**YOUR ASSIGNMENT:**
The records below must be duplicated exactly, character for character.

**EXERCISE DATA:**
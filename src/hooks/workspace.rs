//! Workspace root resolution for hook events

use std::path::{Path, PathBuf};

use crate::util::{find_repo_root, infer_workspace_root};

fn explicit_root(explicit: Option<&str>, cwd: &Path) -> Option<PathBuf> {
    let raw = explicit.map(str::trim).filter(|s| !s.is_empty())?;
    let expanded = shellexpand::tilde(raw).to_string();
    Some(if looks_absolute(&expanded) {
        PathBuf::from(expanded)
    } else {
        cwd.join(expanded)
    })
}

/// Absolute on this platform, or a drive-letter path recorded on Windows
fn looks_absolute(path: &str) -> bool {
    if Path::new(path).is_absolute() {
        return true;
    }
    matches!(path.as_bytes(), [drive, b':', b'/' | b'\\', ..] if drive.is_ascii_alphabetic())
}

/// Root for a single touched file: the explicit root, else the nearest
/// enclosing repository, else the file's own directory, else `cwd`.
pub fn resolve_for_file(explicit: Option<&str>, file: Option<&str>, cwd: &Path) -> PathBuf {
    if let Some(root) = explicit_root(explicit, cwd) {
        return root;
    }

    let Some(file) = file.map(str::trim).filter(|f| !f.is_empty()) else {
        return cwd.to_path_buf();
    };
    let absolute = if looks_absolute(file) {
        PathBuf::from(file)
    } else {
        cwd.join(file)
    };

    find_repo_root(&absolute)
        .or_else(|| absolute.parent().map(Path::to_path_buf))
        .unwrap_or_else(|| cwd.to_path_buf())
}

/// Root for a set of related files: the explicit root, else one inferred
/// from the absolute paths among `files`. `None` when nothing resolves.
pub fn resolve_for_files(explicit: Option<&str>, files: &[String], cwd: &Path) -> Option<PathBuf> {
    explicit_root(explicit, cwd).or_else(|| infer_workspace_root(files))
}

#[cfg(test)]
mod tests {
    use super::*;
    use tempfile::TempDir;

    #[test]
    fn test_explicit_root_wins() {
        let cwd = Path::new("/somewhere");
        assert_eq!(
            resolve_for_file(Some("/work/app"), Some("/other/x.ts"), cwd),
            PathBuf::from("/work/app")
        );
        assert_eq!(
            resolve_for_file(Some("sub"), None, cwd),
            PathBuf::from("/somewhere/sub")
        );
    }

    #[test]
    fn test_walks_up_to_repo_marker() {
        let temp = TempDir::new().unwrap();
        let repo = temp.path().join("repo");
        std::fs::create_dir_all(repo.join(".hg")).unwrap();
        std::fs::create_dir_all(repo.join("a/b")).unwrap();
        let file = repo.join("a/b/c.rs");

        assert_eq!(
            resolve_for_file(None, Some(&file.to_string_lossy()), Path::new("/")),
            repo
        );
    }

    #[test]
    fn test_falls_back_to_file_dir_then_cwd() {
        let temp = TempDir::new().unwrap();
        let dir = temp.path().join("loose");
        std::fs::create_dir_all(&dir).unwrap();
        let file = dir.join("notes.md");

        let root = resolve_for_file(None, Some(&file.to_string_lossy()), Path::new("/cwd"));
        // No marker anywhere above a fresh temp dir is the common case; if the
        // temp dir happens to live inside a repo, that repo is a valid answer.
        assert!(root == dir || file.starts_with(&root));

        assert_eq!(resolve_for_file(None, None, Path::new("/cwd")), PathBuf::from("/cwd"));
        assert_eq!(resolve_for_file(None, Some("  "), Path::new("/cwd")), PathBuf::from("/cwd"));
    }

    #[test]
    fn test_resolve_for_files() {
        let cwd = Path::new("/cwd");
        assert_eq!(resolve_for_files(None, &[], cwd), None);
        assert_eq!(
            resolve_for_files(
                None,
                &["/proj/src/a.ts".to_string(), "/proj/lib/b.ts".to_string()],
                cwd
            ),
            Some(PathBuf::from("/proj"))
        );
    }
}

**RESULT OF THIS EXERCISE:**
filename src/hooks/workspace.rs
//! Workspace root resolution for hook events

use std::path::{Path, PathBuf};

use crate::util::{find_repo_root, infer_workspace_root};

fn explicit_root(explicit: Option<&str>, cwd: &Path) -> Option<PathBuf> {
    let raw = explicit.map(str::trim).filter(|s| !s.is_empty())?;
    let expanded = shellexpand::tilde(raw).to_string();
    Some(if looks_absolute(&expanded) {
        PathBuf::from(expanded)
    } else {
        cwd.join(expanded)
    })
}

/// Absolute on this platform, or a drive-letter path recorded on Windows
fn looks_absolute(path: &str) -> bool {
    if Path::new(path).is_absolute() {
        return true;
    }
    matches!(path.as_bytes(), [drive, b':', b'/' | b'\\', ..] if drive.is_ascii_alphabetic())
}

/// Root for a single touched file: the explicit root, else the nearest
/// enclosing repository, else the file's own directory, else `cwd`.
pub fn resolve_for_file(explicit: Option<&str>, file: Option<&str>, cwd: &Path) -> PathBuf {
    if let Some(root) = explicit_root(explicit, cwd) {
        return root;
    }

    let Some(file) = file.map(str::trim).filter(|f| !f.is_empty()) else {
        return cwd.to_path_buf();
    };
    let absolute = if looks_absolute(file) {
        PathBuf::from(file)
    } else {
        cwd.join(file)
    };

    find_repo_root(&absolute)
        .or_else(|| absolute.parent().map(Path::to_path_buf))
        .unwrap_or_else(|| cwd.to_path_buf())
}

/// Root for a set of related files: the explicit root, else one inferred
/// from the absolute paths among `files`. `None` when nothing resolves.
pub fn resolve_for_files(explicit: Option<&str>, files: &[String], cwd: &Path) -> Option<PathBuf> {
    explicit_root(explicit, cwd).or_else(|| infer_workspace_root(files))
}

#[cfg(test)]
mod tests {
    use super::*;
    use tempfile::TempDir;

    #[test]
    fn test_explicit_root_wins() {
        let cwd = Path::new("/somewhere");
        assert_eq!(
            resolve_for_file(Some("/work/app"), Some("/other/x.ts"), cwd),
            PathBuf::from("/work/app")
        );
        assert_eq!(
            resolve_for_file(Some("sub"), None, cwd),
            PathBuf::from("/somewhere/sub")
        );
    }

    #[test]
    fn test_walks_up_to_repo_marker() {
        let temp = TempDir::new().unwrap();
        let repo = temp.path().join("repo");
        std::fs::create_dir_all(repo.join(".hg")).unwrap();
        std::fs::create_dir_all(repo.join("a/b")).unwrap();
        let file = repo.join("a/b/c.rs");

        assert_eq!(
            resolve_for_file(None, Some(&file.to_string_lossy()), Path::new("/")),
            repo
        );
    }

    #[test]
    fn test_falls_back_to_file_dir_then_cwd() {
        let temp = TempDir::new().unwrap();
        let dir = temp.path().join("loose");
        std::fs::create_dir_all(&dir).unwrap();
        let file = dir.join("notes.md");

        let root = resolve_for_file(None, Some(&file.to_string_lossy()), Path::new("/cwd"));
        // No marker anywhere above a fresh temp dir is the common case; if the
        // temp dir happens to live inside a repo, that repo is a valid answer.
        assert!(root == dir || file.starts_with(&root));

        assert_eq!(resolve_for_file(None, None, Path::new("/cwd")), PathBuf::from("/cwd"));
        assert_eq!(resolve_for_file(None, Some("  "), Path::new("/cwd")), PathBuf::from("/cwd"));
    }

    #[test]
    fn test_resolve_for_files() {
        let cwd = Path::new("/cwd");
        assert_eq!(resolve_for_files(None, &[], cwd), None);
        assert_eq!(
            resolve_for_files(
                None,
                &["/proj/src/a.ts".to_string(), "/proj/lib/b.ts".to_string()],
                cwd
            ),
            Some(PathBuf::from("/proj"))
        );
    }
}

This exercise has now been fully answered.